Required work:
In the entries that follow, count each line containing "UnknownInput" and state the total, nothing more.

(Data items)

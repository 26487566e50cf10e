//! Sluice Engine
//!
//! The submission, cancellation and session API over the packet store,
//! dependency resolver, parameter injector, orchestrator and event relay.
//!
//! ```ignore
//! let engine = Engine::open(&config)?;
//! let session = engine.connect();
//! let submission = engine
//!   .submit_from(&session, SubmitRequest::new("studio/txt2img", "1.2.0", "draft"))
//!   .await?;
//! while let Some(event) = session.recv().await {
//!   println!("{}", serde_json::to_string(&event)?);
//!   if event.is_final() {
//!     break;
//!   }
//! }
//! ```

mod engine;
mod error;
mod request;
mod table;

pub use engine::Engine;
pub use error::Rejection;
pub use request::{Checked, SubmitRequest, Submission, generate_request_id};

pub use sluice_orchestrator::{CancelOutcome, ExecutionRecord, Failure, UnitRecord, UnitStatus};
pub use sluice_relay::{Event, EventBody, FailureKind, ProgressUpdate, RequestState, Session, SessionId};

* * *

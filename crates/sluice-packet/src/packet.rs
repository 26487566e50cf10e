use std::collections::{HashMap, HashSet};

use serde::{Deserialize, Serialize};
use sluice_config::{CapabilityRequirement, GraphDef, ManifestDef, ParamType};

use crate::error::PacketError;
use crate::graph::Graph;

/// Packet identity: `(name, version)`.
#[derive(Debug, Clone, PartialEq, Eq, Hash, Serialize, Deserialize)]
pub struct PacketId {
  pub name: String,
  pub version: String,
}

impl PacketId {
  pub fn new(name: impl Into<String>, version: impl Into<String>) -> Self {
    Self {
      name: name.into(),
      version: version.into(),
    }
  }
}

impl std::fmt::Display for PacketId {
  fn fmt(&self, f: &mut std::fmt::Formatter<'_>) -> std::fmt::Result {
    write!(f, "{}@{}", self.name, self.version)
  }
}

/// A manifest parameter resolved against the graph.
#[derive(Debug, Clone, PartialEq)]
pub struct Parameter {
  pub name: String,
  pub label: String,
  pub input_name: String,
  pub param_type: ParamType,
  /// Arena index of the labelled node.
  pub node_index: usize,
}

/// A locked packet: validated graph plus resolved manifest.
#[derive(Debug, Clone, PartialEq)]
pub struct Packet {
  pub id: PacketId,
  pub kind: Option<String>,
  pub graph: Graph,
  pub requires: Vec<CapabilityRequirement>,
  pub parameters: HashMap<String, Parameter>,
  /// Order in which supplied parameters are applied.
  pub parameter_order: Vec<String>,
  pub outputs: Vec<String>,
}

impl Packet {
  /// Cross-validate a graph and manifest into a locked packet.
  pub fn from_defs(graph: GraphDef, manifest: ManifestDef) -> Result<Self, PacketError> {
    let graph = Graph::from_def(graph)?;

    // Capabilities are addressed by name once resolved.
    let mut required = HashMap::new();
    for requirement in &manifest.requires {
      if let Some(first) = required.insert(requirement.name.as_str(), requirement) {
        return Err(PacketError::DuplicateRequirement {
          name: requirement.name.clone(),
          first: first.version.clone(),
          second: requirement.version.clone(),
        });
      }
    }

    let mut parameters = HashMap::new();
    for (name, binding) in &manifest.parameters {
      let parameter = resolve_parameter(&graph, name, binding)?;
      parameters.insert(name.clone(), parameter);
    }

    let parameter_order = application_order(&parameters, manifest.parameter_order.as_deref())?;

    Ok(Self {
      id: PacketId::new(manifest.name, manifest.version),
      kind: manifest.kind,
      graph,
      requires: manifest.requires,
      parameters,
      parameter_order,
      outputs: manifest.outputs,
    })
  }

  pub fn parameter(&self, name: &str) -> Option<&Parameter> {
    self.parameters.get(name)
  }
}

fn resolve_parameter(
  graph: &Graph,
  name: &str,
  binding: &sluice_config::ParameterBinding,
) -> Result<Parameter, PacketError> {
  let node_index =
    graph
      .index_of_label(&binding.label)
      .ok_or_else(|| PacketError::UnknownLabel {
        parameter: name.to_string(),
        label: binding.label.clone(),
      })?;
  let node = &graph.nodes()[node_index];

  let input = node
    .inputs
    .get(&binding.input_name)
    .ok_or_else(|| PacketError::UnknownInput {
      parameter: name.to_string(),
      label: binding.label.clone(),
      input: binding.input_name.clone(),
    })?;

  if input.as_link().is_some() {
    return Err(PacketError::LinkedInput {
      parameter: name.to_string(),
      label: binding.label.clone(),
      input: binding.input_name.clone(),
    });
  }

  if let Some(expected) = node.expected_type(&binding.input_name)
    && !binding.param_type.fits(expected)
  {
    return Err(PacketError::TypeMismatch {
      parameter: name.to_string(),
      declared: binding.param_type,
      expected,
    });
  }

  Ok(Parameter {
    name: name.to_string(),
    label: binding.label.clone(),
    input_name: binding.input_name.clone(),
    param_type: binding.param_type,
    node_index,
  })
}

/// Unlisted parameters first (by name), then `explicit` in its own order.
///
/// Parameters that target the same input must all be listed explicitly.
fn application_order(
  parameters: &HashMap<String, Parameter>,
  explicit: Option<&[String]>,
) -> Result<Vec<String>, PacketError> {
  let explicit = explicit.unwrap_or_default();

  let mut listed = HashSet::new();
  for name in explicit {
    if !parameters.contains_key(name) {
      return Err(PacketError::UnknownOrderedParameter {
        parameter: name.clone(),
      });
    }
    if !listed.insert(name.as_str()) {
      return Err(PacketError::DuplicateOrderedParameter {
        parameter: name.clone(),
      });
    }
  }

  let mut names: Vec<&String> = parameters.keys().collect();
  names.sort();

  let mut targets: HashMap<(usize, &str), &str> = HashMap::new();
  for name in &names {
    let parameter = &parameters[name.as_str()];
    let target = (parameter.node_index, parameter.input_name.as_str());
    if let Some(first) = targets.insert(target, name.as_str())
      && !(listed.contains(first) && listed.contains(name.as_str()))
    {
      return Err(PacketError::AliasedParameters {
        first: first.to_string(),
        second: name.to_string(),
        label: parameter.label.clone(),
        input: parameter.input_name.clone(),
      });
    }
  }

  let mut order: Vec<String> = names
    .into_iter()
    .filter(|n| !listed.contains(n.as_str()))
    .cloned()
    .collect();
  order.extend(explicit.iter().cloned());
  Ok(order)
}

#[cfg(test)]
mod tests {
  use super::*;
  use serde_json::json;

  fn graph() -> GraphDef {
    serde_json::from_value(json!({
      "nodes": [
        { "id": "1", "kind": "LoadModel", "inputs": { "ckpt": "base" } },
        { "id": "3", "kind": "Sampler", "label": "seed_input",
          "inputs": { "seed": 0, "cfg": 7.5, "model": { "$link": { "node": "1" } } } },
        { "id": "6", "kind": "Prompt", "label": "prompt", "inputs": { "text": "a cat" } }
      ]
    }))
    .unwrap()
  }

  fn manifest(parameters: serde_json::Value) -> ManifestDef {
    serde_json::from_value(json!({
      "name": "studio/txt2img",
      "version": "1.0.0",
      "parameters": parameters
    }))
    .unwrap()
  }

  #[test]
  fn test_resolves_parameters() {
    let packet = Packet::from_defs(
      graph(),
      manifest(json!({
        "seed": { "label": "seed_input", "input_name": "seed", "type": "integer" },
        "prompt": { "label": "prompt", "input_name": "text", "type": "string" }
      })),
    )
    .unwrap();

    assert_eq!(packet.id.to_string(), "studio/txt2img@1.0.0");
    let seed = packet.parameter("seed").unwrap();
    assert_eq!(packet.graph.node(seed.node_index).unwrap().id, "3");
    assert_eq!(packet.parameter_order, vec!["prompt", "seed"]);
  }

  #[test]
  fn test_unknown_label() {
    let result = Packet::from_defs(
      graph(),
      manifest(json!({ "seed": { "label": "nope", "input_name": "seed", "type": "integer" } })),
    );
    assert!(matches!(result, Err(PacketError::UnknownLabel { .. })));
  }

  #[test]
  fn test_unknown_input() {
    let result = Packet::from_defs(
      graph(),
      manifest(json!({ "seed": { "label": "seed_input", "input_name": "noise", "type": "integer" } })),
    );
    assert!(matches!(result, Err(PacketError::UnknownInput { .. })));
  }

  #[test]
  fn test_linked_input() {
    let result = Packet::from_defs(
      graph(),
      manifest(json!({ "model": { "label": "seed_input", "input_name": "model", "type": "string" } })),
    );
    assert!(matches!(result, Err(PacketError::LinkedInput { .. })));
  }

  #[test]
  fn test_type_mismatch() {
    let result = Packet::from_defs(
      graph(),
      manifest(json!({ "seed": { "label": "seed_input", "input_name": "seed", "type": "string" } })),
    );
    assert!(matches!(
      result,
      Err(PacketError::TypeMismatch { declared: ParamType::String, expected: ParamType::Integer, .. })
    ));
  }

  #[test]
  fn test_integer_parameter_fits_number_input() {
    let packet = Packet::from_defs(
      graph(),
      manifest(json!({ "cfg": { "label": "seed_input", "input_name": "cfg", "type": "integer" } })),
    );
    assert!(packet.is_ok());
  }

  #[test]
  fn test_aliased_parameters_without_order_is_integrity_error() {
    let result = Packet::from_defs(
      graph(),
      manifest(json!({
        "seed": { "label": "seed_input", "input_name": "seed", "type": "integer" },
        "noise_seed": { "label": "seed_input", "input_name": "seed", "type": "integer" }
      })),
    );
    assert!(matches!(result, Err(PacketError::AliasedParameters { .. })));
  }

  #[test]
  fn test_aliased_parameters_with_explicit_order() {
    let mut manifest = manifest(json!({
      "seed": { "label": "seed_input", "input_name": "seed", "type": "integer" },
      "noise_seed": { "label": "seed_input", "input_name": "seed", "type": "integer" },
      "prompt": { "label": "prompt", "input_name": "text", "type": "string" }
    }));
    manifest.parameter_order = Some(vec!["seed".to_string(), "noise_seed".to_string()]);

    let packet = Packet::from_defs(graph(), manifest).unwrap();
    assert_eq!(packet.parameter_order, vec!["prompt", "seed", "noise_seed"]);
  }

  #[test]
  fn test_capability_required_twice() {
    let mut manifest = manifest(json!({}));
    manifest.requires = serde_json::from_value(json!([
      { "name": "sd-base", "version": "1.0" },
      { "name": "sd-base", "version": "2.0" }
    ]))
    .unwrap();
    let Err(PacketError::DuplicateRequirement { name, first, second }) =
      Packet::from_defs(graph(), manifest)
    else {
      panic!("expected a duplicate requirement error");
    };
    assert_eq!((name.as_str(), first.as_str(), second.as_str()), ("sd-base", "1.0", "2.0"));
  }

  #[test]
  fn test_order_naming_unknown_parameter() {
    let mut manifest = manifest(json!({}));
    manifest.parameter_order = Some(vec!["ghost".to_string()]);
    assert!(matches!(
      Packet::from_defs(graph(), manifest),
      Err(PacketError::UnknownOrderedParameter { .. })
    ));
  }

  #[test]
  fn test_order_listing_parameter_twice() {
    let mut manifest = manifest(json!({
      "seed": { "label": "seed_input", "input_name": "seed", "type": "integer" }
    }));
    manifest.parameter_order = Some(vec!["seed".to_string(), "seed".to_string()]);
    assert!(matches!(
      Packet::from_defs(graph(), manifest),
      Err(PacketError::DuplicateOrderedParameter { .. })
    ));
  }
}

...

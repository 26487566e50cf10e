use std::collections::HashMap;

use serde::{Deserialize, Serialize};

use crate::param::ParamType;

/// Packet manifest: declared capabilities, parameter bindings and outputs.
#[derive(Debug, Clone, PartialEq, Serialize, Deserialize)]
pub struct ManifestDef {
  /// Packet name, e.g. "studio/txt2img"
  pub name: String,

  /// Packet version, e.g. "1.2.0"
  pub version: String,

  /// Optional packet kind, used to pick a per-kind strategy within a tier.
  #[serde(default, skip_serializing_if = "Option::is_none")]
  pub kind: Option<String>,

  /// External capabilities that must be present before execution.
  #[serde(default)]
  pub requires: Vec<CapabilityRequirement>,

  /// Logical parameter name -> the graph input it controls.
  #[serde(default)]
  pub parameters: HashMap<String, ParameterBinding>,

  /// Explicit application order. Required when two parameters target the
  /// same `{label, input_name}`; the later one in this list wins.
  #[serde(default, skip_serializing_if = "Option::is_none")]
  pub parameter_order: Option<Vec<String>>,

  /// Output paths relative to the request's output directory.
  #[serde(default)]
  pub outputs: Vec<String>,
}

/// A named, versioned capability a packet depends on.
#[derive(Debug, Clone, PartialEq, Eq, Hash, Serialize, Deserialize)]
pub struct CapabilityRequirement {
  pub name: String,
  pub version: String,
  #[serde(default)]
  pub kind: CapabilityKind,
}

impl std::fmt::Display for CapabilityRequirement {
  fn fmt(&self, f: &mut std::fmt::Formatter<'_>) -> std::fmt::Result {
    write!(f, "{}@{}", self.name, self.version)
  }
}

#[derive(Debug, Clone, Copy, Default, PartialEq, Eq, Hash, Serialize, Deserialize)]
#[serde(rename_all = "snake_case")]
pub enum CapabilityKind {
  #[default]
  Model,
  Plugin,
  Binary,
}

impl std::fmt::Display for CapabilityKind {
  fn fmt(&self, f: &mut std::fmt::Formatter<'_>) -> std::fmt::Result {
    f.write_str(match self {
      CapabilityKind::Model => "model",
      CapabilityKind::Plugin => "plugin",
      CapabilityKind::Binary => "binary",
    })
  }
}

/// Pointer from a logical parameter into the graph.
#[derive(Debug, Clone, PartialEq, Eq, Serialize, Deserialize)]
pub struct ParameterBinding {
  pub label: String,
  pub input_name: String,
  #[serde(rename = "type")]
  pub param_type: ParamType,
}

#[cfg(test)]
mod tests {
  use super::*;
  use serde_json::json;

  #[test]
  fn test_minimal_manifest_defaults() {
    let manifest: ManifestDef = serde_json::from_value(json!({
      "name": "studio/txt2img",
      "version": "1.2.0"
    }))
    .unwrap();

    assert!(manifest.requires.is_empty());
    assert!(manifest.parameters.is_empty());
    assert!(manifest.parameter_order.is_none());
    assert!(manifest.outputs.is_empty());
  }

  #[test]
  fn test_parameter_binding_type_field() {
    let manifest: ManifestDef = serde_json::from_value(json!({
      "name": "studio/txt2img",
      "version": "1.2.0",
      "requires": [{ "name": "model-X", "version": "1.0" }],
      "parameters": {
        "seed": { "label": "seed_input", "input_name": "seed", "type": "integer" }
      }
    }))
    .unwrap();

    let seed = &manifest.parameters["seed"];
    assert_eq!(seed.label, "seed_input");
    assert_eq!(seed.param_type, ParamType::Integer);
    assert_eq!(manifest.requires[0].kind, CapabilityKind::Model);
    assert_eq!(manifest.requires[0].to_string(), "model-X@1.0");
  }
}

Task result:
2